[Data section — start]

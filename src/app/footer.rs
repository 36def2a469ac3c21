use leptos::prelude::*;

const COPYRIGHT: &str = concat!(
    "© ",
    env!("BUILD_YEAR"),
    " Moctar Cherif Bichara - Tous droits réservés"
);

#[component]
pub fn Footer() -> impl IntoView {
    view! {
        <footer class="bg-gray-900 border-t border-blue-500/20 py-8 text-center">
            <p class="text-gray-400">{COPYRIGHT}</p>
        </footer>
    }
}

[Data section — finish]

• **Requirement**
Your reply should consist of the records, duplicated exactly.

• **Problem solution**
filename src/app/footer.rs
repository 36def2a469ac3c21
use leptos::prelude::*;

const COPYRIGHT: &str = concat!(
    "© ",
    env!("BUILD_YEAR"),
    " Moctar Cherif Bichara - Tous droits réservés"
);

#[component]
pub fn Footer() -> impl IntoView {
    view! {
        <footer class="bg-gray-900 border-t border-blue-500/20 py-8 text-center">
            <p class="text-gray-400">{COPYRIGHT}</p>
        </footer>
    }
}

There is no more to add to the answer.